В ушах - крики людей. Где-то там, за спиной - какие-то железные звуки, тяжелый темный шум - все непривычное, незнакомое, тревожное.
Где я? Что со мной?
Уплывающий катер. Матрос на палубе машет мне железными клешнями рук.
Блин, как болит голова. Нужно зажмуриться. Отключиться от всех этих непонятных явлений и восстановить цепочку последних событий.
Стараюсь вспомнить (это похоже на переключение дистанционкой каналов плохо работающего телевизора), как проснулся утром от звонка мобильника в своей городской квартире, как приехал на работу. Так. Потом был этот дурацкий факс с заявкой на поставку продукции. Созвон с партнерами. Пропускаем. Вот!

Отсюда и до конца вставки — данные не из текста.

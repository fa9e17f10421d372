use imtt_client::api::models::ConversationKey;
use imtt_client::app::AppConfig;
use imtt_client::auth::Authenticator;
use imtt_client::chat::next_refresh;
use imtt_client::storage::SessionStorage;
use imtt_client::{ApiClient, ChatError, ChatSession, Message, Session};
use log::error;
use std::sync::Arc;
use tokio::io::{AsyncBufReadExt, BufReader, Lines, Stdin};

type Input = Lines<BufReader<Stdin>>;

const HELP: &str = "\
/contact <id>           open a 1:1 conversation
/group <id>             open a group conversation
/groups                 list your groups
/members <group id>     list members of a group
/create <name> [desc]   create a group
/join <group id>        join a group
/logout                 forget this session and quit
/quit                   quit
anything else           send to the open conversation";

#[tokio::main]
async fn main() {
    env_logger::Builder::from_env(env_logger::Env::default().default_filter_or("info")).init();
    if let Err(e) = run().await {
        error!("{}", e);
        std::process::exit(1);
    }
}

async fn run() -> Result<(), ChatError> {
    let config = AppConfig::load();
    let auth = Authenticator::new(ApiClient::new(&config.api_base()), SessionStorage::open_default()?);
    let mut input = BufReader::new(tokio::io::stdin()).lines();

    let session = match auth.restore().await? {
        Some(session) => session,
        None => match sign_in(&auth, &mut input).await? {
            Some(session) => session,
            None => return Ok(()),
        },
    };

    let api = auth.client_for(&session);
    let chat = Arc::new(ChatSession::new(session, Arc::new(api.clone()), config.session_options()?));
    chat.start();
    println!("signed in as {}. /help for commands.", chat.user().username);

    let printer = {
        let chat = chat.clone();
        let mut refresh = chat.subscribe_refresh();
        tokio::spawn(async move {
            while let Some(key) = next_refresh(&mut refresh).await {
                if let Some(last) = chat.timeline(key).last() {
                    print_message(last, chat.user().id);
                }
            }
        })
    };

    while let Ok(Some(line)) = input.next_line().await {
        let line = line.trim();
        let (command, rest) = line.split_once(' ').unwrap_or((line, ""));
        let outcome = match command {
            "" => Ok(()),
            "/help" => {
                println!("{}", HELP);
                Ok(())
            }
            "/quit" => break,
            "/logout" => {
                chat.shutdown();
                auth.logout()?;
                break;
            }
            "/contact" | "/group" => match rest.trim().parse::<i64>() {
                Ok(id) => {
                    let key = if command == "/group" { ConversationKey::Group(id) } else { ConversationKey::Contact(id) };
                    chat.open(key).await.map(|messages| {
                        println!("-- {} ({} messages)", key, messages.len());
                        for message in &messages {
                            print_message(message, chat.user().id);
                        }
                    })
                }
                Err(_) => {
                    println!("usage: {} <id>", command);
                    Ok(())
                }
            },
            "/groups" => api.groups().await.map_err(ChatError::from).map(|groups| {
                for group in groups {
                    println!("{:>6}  {}", group.id, group.name);
                }
            }),
            "/members" => match rest.trim().parse::<i64>() {
                Ok(id) => api.group_members(id).await.map_err(ChatError::from).map(|members| {
                    for member in members {
                        println!("{:>6}  {}", member.user_id, member.role);
                    }
                }),
                Err(_) => {
                    println!("usage: /members <group id>");
                    Ok(())
                }
            },
            "/create" => {
                let (name, description) = rest.trim().split_once(' ').map_or((rest.trim(), None), |(n, d)| (n, Some(d)));
                if name.is_empty() {
                    println!("usage: /create <name> [description]");
                    Ok(())
                } else {
                    api.create_group(name, description)
                        .await
                        .map_err(ChatError::from)
                        .map(|group| println!("created group {} ({})", group.name, group.id))
                }
            }
            "/join" => match rest.trim().parse::<i64>() {
                Ok(id) => api.join_group(id).await.map_err(ChatError::from).map(|_| println!("joined group {}", id)),
                Err(_) => {
                    println!("usage: /join <group id>");
                    Ok(())
                }
            },
            _ if command.starts_with('/') => {
                println!("unknown command, /help for a list");
                Ok(())
            }
            _ => chat.send(line).await.map(|sent| {
                if let Some(message) = sent {
                    print_message(&message, chat.user().id);
                }
            }),
        };
        if let Err(e) = outcome {
            println!("error: {}", e);
        }
    }

    printer.abort();
    chat.transport().disconnect();
    Ok(())
}

/// Prompt for `login <email> <password>` or `register <username> <email> <password>`.
async fn sign_in(auth: &Authenticator, input: &mut Input) -> Result<Option<Session>, ChatError> {
    println!("login <email> <password>  |  register <username> <email> <password>");
    while let Ok(Some(line)) = input.next_line().await {
        let words: Vec<&str> = line.split_whitespace().collect();
        let attempt = match words.as_slice() {
            ["login", email, password] => auth.login(email, password).await,
            ["register", username, email, password] => auth.register(username, email, password).await,
            _ => {
                println!("login <email> <password>  |  register <username> <email> <password>");
                continue;
            }
        };
        match attempt {
            Ok(session) => return Ok(Some(session)),
            Err(e) => println!("error: {}", e),
        }
    }
    Ok(None)
}

fn print_message(message: &Message, me: i64) {
    let who = if message.sender_id == me { "me".to_string() } else { format!("#{}", message.sender_id) };
    println!("[{}] {}: {}", message.created_at.format("%H:%M"), who, message.content);
}
pub mod listeners;
pub mod selector;
pub mod send;
pub mod session;
pub mod store;
pub mod transport;

pub use listeners::{ListenerId, ListenerRegistry};
pub use selector::ConversationSelector;
pub use send::SendPipeline;
pub use session::{ChatSession, SessionOptions, next_refresh};
pub use store::{ConversationStore, EchoPolicy};
pub use transport::{ConnectionState, Transport, TransportConfig};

Я мчался на встречу, выжимая из "Форда" последние его лошадиные силы. Не успею на стрелку - сорвется сделка. А заработок сейчас нужен. Третий месяц сижу на полном подсосе. Трасса делает поворот. На обочине поблескивает мелкий гравий. Вписываюсь, вроде бы. Держись, "лошадка". Держись! Куда тебя несет?! Слышу, как боком, юзом скользит машина. Успел заметить переворачивающийся мир, налетающие на меня деревья. Потом - удар! Темнота.
* * *
Мазанка, крытая камышом, вросшая в землю крепкими побеленными боками, со шрамами от ожогов летнего солнца, от нагаек зимних вьюг, от железных когтей пронесшейся эпохи. У входной дубовой двери вместо порожка - старый мельничный жернов.
Земляные полы. Большая печь с лежанкой. В красном углу - иконы. Под нижней - лампадка. На побеленных стенах - семейные фотографии в деревянных рамках. Все три известных мне поколения. Вон даже я, лет двух, - возле корзины с яблоками. Держусь за мамину юбку.
Эти старые фотографии, эти обереги, как окна из прошлого в настоящее. На невидимых опорах - взглядах предков - держат они целостность рода. Понимаю это, но смутно - так, как может понимать ребенок лет восьми.
Тот, что, отогнув гвоздик с тыльной стороны рамки, видит под верхней фотографией - другие. На них - какие-то военные в старинных мундирах, в натертых до блеска сапогах, руки лежат на эфесах сабель. Особенно понравился один - высокий, строгий, с залихвацки закрученными усами. Фотография была тяжелой, толстой, совершенно негнущейся, будто ее залили слюдой. На обратной стороне - овальная лиловая печать - дореволюционным шрифтом надпись "Фотография Зимнего дворца". Побежал с находкой к бабушке:
- Это кто?
- Нашел таки, постреленок. Это твой прапрадед.
- А почему на обратной стороне печать Зимнего дворца?
Словно разгоняя опавшие листья на поверхности озерной воды, так чтобы можно было увидеть дно, медленно и спокойно бабушка заговорила:
- Служил там твой прапрадед. Царя охранял. Запомни, внучек, - крепостными мы не были. Мы - из казаков. Когда Сечь разогнали, прадеды твои продолжали делать то, что делали их деды: служили, воевали, землю пахали. Кто на Кубани службу нес, а кто и царя охранял.
- Бабушка, а этот - тоже мой родственник? - Детский палец застыл на фотографии молодого офицера в парадном мундире.
- Это мой старший брат Аким. В первую мировую был он адъютантом у какого-то генерала. Погиб во время боев в Молдавии. У отца было пятеро детей - сын Аким и четверо дочерей - Наталья, Анастасия, Софья и я, Анна, самая младшая. Когда я маленькой была, Акимушка играл со мной чаще других. Бывало, посадит меня впереди себя на коня и катает - по селу тихонько, а по степи так, что только ветер в ушах свистит. И мы смеемся от восторга.
- А эти три дядьки с саблями?
- Это казаки. Один из них - твой прадед Никифор.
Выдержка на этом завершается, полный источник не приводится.